(Records provided Opens)
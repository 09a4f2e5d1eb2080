//! Queue backends: plain FIFO and priority heap.

pub mod fifo;
pub mod heap;

pub use fifo::Fifo;
pub use heap::PriorityQueue;
//! Tokio adapter for the spawn seam.

use std::future::Future;

use tokio::runtime::Handle;

use crate::runtime::Spawn;

/// Spawner backed by a tokio runtime handle.
#[derive(Debug, Clone)]
pub struct TokioSpawner {
    handle: Handle,
}

impl TokioSpawner {
    /// Create a spawner from an explicit runtime handle.
    #[must_use]
    pub const fn new(handle: Handle) -> Self {
        Self { handle }
    }

    /// Create a spawner for the runtime the caller is running on.
    ///
    /// # Panics
    ///
    /// Panics when called outside a tokio runtime.
    #[must_use]
    pub fn current() -> Self {
        Self::new(Handle::current())
    }
}

impl Spawn for TokioSpawner {
    fn spawn<F>(&self, fut: F)
    where
        F: Future<Output = ()> + Send + 'static,
    {
        self.handle.spawn(fut);
    }
}
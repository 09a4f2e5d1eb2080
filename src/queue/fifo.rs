//! Plain FIFO queue used for admission and as the ordered output channel.

use std::collections::VecDeque;

use crate::core::EmptyQueueError;

/// First-in first-out queue with O(1) enqueue and dequeue.
///
/// The scheduler uses this both as the default admission queue and as the
/// output channel, so its dequeue order is what fixes the start-order
/// delivery contract.
#[derive(Debug)]
pub struct Fifo<T> {
    items: VecDeque<T>,
}

impl<T> Fifo<T> {
    /// Create an empty queue.
    #[must_use]
    pub fn new() -> Self {
        Self {
            items: VecDeque::new(),
        }
    }

    /// Append an element at the tail.
    pub fn enqueue(&mut self, element: T) {
        self.items.push_back(element);
    }

    /// Remove and return the head element.
    ///
    /// # Errors
    ///
    /// Returns [`EmptyQueueError`] when the queue holds no elements.
    pub fn dequeue(&mut self) -> Result<T, EmptyQueueError> {
        self.items.pop_front().ok_or(EmptyQueueError)
    }

    /// Number of live elements.
    #[must_use]
    pub fn len(&self) -> usize {
        self.items.len()
    }

    /// Whether the queue holds no elements.
    #[must_use]
    pub fn is_empty(&self) -> bool {
        self.items.is_empty()
    }

    /// Discard all elements.
    pub fn clear(&mut self) {
        self.items.clear();
    }
}

impl<T> Default for Fifo<T> {
    fn default() -> Self {
        Self::new()
    }
}

impl<T> FromIterator<T> for Fifo<T> {
    fn from_iter<I: IntoIterator<Item = T>>(iter: I) -> Self {
        Self {
            items: iter.into_iter().collect(),
        }
    }
}

impl<T> Extend<T> for Fifo<T> {
    fn extend<I: IntoIterator<Item = T>>(&mut self, iter: I) {
        self.items.extend(iter);
    }
}
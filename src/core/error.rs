//! Error types for queue and scheduler operations.

use thiserror::Error;

/// A dequeue was attempted with no elements available.
///
/// For the scheduler front-ends this means no pending or in-flight work is
/// observable at all.
#[derive(Debug, Error, Clone, Copy, PartialEq, Eq)]
#[error("queue is empty")]
pub struct EmptyQueueError;

/// Errors surfaced by scheduler operations.
///
/// Task failures are deliberately absent here: a failing unit of work is
/// captured into its [`Outcome`](crate::core::Outcome) after retries are
/// exhausted and never propagates out of the engine.
#[derive(Debug, Error)]
pub enum SchedulerError {
    /// No pending or in-flight work for the consuming call.
    #[error(transparent)]
    Empty(#[from] EmptyQueueError),
    /// A plain value was submitted with no default factory configured.
    #[error("invalid request: configure a default factory or submit a unit of work")]
    MissingFactory,
    /// Configuration validation failed.
    #[error("invalid configuration: {0}")]
    InvalidConfig(String),
}

/// Result alias for fallible async jobs, using anyhow for arbitrary causes.
pub type JobResult<T> = anyhow::Result<T>;
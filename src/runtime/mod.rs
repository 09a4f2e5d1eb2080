//! Runtime seam: how the engine spawns task attempts.

mod tokio_spawner;

use std::future::Future;

pub use tokio_spawner::TokioSpawner;

/// Abstraction over the async runtime used to run task attempts in the
/// background.
pub trait Spawn {
    /// Spawn a future to completion.
    fn spawn<F>(&self, fut: F)
    where
        F: Future<Output = ()> + Send + 'static;
}
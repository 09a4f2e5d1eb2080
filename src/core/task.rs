//! Per-submission task state and the admission-queue seam.

use std::sync::Arc;
use std::time::Duration;

use futures::future::BoxFuture;
use tokio::sync::oneshot;

use crate::core::outcome::Outcome;
use crate::queue::{Fifo, PriorityQueue};

/// A bound, re-invocable unit of work. Invoked once per attempt.
pub(crate) type Job<O> = Arc<dyn Fn() -> BoxFuture<'static, anyhow::Result<O>> + Send + Sync>;

/// Turns a submitted value into an asynchronous operation.
pub(crate) type FactoryFn<I, O> =
    Arc<dyn Fn(I) -> BoxFuture<'static, anyhow::Result<O>> + Send + Sync>;

/// State threaded through a task's lifetime, carried across retries.
pub(crate) struct TaskRecord<O> {
    /// Submission order, fixed at first admission.
    pub order: u64,
    /// Resolved priority; ignored by FIFO admission.
    pub priority: i64,
    /// Tie-break sequence assigned by the priority queue at first admission,
    /// reused on retry re-admissions so the task keeps its rank.
    pub rank: Option<u64>,
    /// Failed attempts so far; incremented only when a retry is scheduled.
    pub attempts: u32,
    /// Retry budget.
    pub max_retries: u32,
    /// Sleep before the next attempt: the initial delay on first admission,
    /// the computed backoff on retries.
    pub delay: Duration,
    pub job: Job<O>,
    /// Resolves the task's single outcome once it is terminal. Absent after
    /// the output queue was cleared mid-flight.
    pub outcome_tx: Option<oneshot::Sender<Outcome<O>>>,
    /// Pending-outcome receiver, moved into the output queue when the task
    /// first starts. Absent on retry re-admissions.
    pub outcome_rx: Option<oneshot::Receiver<Outcome<O>>>,
}

/// Admission-side seam between the engine and its queue flavor.
pub(crate) trait Admission<O>: Send {
    fn admit(&mut self, record: TaskRecord<O>);
    fn next(&mut self) -> Option<TaskRecord<O>>;
    fn len(&self) -> usize;
    fn clear(&mut self);
}

impl<O: Send> Admission<O> for Fifo<TaskRecord<O>> {
    fn admit(&mut self, record: TaskRecord<O>) {
        self.enqueue(record);
    }

    fn next(&mut self) -> Option<TaskRecord<O>> {
        self.dequeue().ok()
    }

    fn len(&self) -> usize {
        Self::len(self)
    }

    fn clear(&mut self) {
        Self::clear(self);
    }
}

impl<O: Send> Admission<O> for PriorityQueue<TaskRecord<O>> {
    fn admit(&mut self, mut record: TaskRecord<O>) {
        let priority = record.priority;
        match record.rank {
            Some(seq) => self.enqueue_seq(record, priority, seq),
            None => {
                let seq = self.take_seq();
                record.rank = Some(seq);
                self.enqueue_seq(record, priority, seq);
            }
        }
    }

    fn next(&mut self) -> Option<TaskRecord<O>> {
        self.dequeue().ok()
    }

    fn len(&self) -> usize {
        Self::len(self)
    }

    fn clear(&mut self) {
        Self::clear(self);
    }
}
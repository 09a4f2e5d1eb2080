//! Priority queue with a stable FIFO tie-break within equal priorities.

use std::cmp::Ordering;
use std::collections::BinaryHeap;

use crate::core::EmptyQueueError;

/// Heap entry carrying the payload plus the ordering key.
///
/// `seq` is assigned from a monotone counter at enqueue time and is never
/// reset or reused, so entries sharing a priority always dequeue in their
/// enqueue order no matter how many heap operations happen in between.
struct HeapEntry<T> {
    item: T,
    priority: i64,
    seq: u64,
}

impl<T> PartialEq for HeapEntry<T> {
    fn eq(&self, other: &Self) -> bool {
        self.priority == other.priority && self.seq == other.seq
    }
}

impl<T> Eq for HeapEntry<T> {}

impl<T> PartialOrd for HeapEntry<T> {
    fn partial_cmp(&self, other: &Self) -> Option<Ordering> {
        Some(self.cmp(other))
    }
}

impl<T> Ord for HeapEntry<T> {
    fn cmp(&self, other: &Self) -> Ordering {
        // Higher priority first; within a priority the lower sequence wins
        // (reversed because BinaryHeap is a max-heap).
        match self.priority.cmp(&other.priority) {
            Ordering::Equal => other.seq.cmp(&self.seq),
            unequal => unequal,
        }
    }
}

/// Binary-heap queue ordering entries by (priority descending, insertion
/// sequence ascending). Enqueue and dequeue are O(log n).
pub struct PriorityQueue<T> {
    heap: BinaryHeap<HeapEntry<T>>,
    seq: u64,
}

impl<T> PriorityQueue<T> {
    /// Create an empty queue.
    #[must_use]
    pub fn new() -> Self {
        Self {
            heap: BinaryHeap::new(),
            seq: 0,
        }
    }

    /// Insert a payload at the given priority. Higher priorities dequeue
    /// first; equal priorities dequeue in insertion order.
    pub fn enqueue(&mut self, payload: T, priority: i64) {
        let seq = self.take_seq();
        self.heap.push(HeapEntry {
            item: payload,
            priority,
            seq,
        });
    }

    /// Insert a payload at an explicit, previously assigned sequence number.
    ///
    /// Used to re-admit a task so it keeps the tie-break rank from its first
    /// admission.
    pub(crate) fn enqueue_seq(&mut self, payload: T, priority: i64, seq: u64) {
        debug_assert!(seq < self.seq, "sequence must have been assigned earlier");
        self.heap.push(HeapEntry {
            item: payload,
            priority,
            seq,
        });
    }

    /// Claim the next sequence number.
    pub(crate) fn take_seq(&mut self) -> u64 {
        let seq = self.seq;
        self.seq += 1;
        seq
    }

    /// Remove and return the highest-ranked payload.
    ///
    /// # Errors
    ///
    /// Returns [`EmptyQueueError`] when the queue holds no entries.
    pub fn dequeue(&mut self) -> Result<T, EmptyQueueError> {
        self.heap.pop().map(|e| e.item).ok_or(EmptyQueueError)
    }

    /// Number of queued entries.
    #[must_use]
    pub fn len(&self) -> usize {
        self.heap.len()
    }

    /// Whether the queue holds no entries.
    #[must_use]
    pub fn is_empty(&self) -> bool {
        self.heap.is_empty()
    }

    /// Discard all entries. The sequence counter is kept, not reset.
    pub fn clear(&mut self) {
        self.heap.clear();
    }
}

impl<T> Default for PriorityQueue<T> {
    fn default() -> Self {
        Self::new()
    }
}

impl<T> FromIterator<(T, i64)> for PriorityQueue<T> {
    fn from_iter<I: IntoIterator<Item = (T, i64)>>(iter: I) -> Self {
        let mut q = Self::new();
        for (payload, priority) in iter {
            q.enqueue(payload, priority);
        }
        q
    }
}

#[cfg(test)]
mod tests {
    use super::*;

    #[test]
    fn test_priority_ordering() {
        let mut q = PriorityQueue::new();
        q.enqueue("low", -5);
        q.enqueue("high", 10);
        q.enqueue("mid", 3);
        assert_eq!(q.dequeue().unwrap(), "high");
        assert_eq!(q.dequeue().unwrap(), "mid");
        assert_eq!(q.dequeue().unwrap(), "low");
        assert_eq!(q.dequeue(), Err(EmptyQueueError));
    }

    #[test]
    fn test_stable_tie_break() {
        // A(1), B(1), C(5) must dequeue as C, A, B.
        let mut q = PriorityQueue::new();
        q.enqueue("a", 1);
        q.enqueue("b", 1);
        q.enqueue("c", 5);
        assert_eq!(q.dequeue().unwrap(), "c");
        assert_eq!(q.dequeue().unwrap(), "a");
        assert_eq!(q.dequeue().unwrap(), "b");
    }

    #[test]
    fn test_tie_break_survives_interleaved_ops() {
        let mut q = PriorityQueue::new();
        q.enqueue(1u32, 0);
        q.enqueue(2, 0);
        q.enqueue(99, 9);
        assert_eq!(q.dequeue().unwrap(), 99);
        q.enqueue(3, 0);
        q.enqueue(98, 9);
        assert_eq!(q.dequeue().unwrap(), 98);
        // FIFO rank among equal priorities holds across the churn above.
        assert_eq!(q.dequeue().unwrap(), 1);
        assert_eq!(q.dequeue().unwrap(), 2);
        assert_eq!(q.dequeue().unwrap(), 3);
    }

    #[test]
    fn test_clear_keeps_sequence_counter() {
        let mut q = PriorityQueue::new();
        q.enqueue("x", 0);
        q.enqueue("y", 0);
        q.clear();
        assert!(q.is_empty());
        let next = q.take_seq();
        assert!(next >= 2, "counter must never be reset or reused");
    }

    #[test]
    fn test_reinserted_entry_keeps_rank() {
        let mut q = PriorityQueue::new();
        q.enqueue("first", 0);
        q.enqueue("second", 0);
        let head = q.dequeue().unwrap();
        assert_eq!(head, "first");
        // Re-admission at the original sequence outranks later peers.
        q.enqueue_seq(head, 0, 0);
        assert_eq!(q.dequeue().unwrap(), "first");
        assert_eq!(q.dequeue().unwrap(), "second");
    }

    #[test]
    fn test_from_iterator() {
        let mut q: PriorityQueue<_> = [("a", 1), ("b", 2), ("c", 1)].into_iter().collect();
        assert_eq!(q.len(), 3);
        assert_eq!(q.dequeue().unwrap(), "b");
        assert_eq!(q.dequeue().unwrap(), "a");
        assert_eq!(q.dequeue().unwrap(), "c");
    }
}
(Records provided Closes)
Could you copy every line from the records that mentions the word "Some"?

◆ **Response box**:
            Some(seq) => self.enqueue_seq(record, priority, seq),
                record.rank = Some(seq);
        Some(self.cmp(other))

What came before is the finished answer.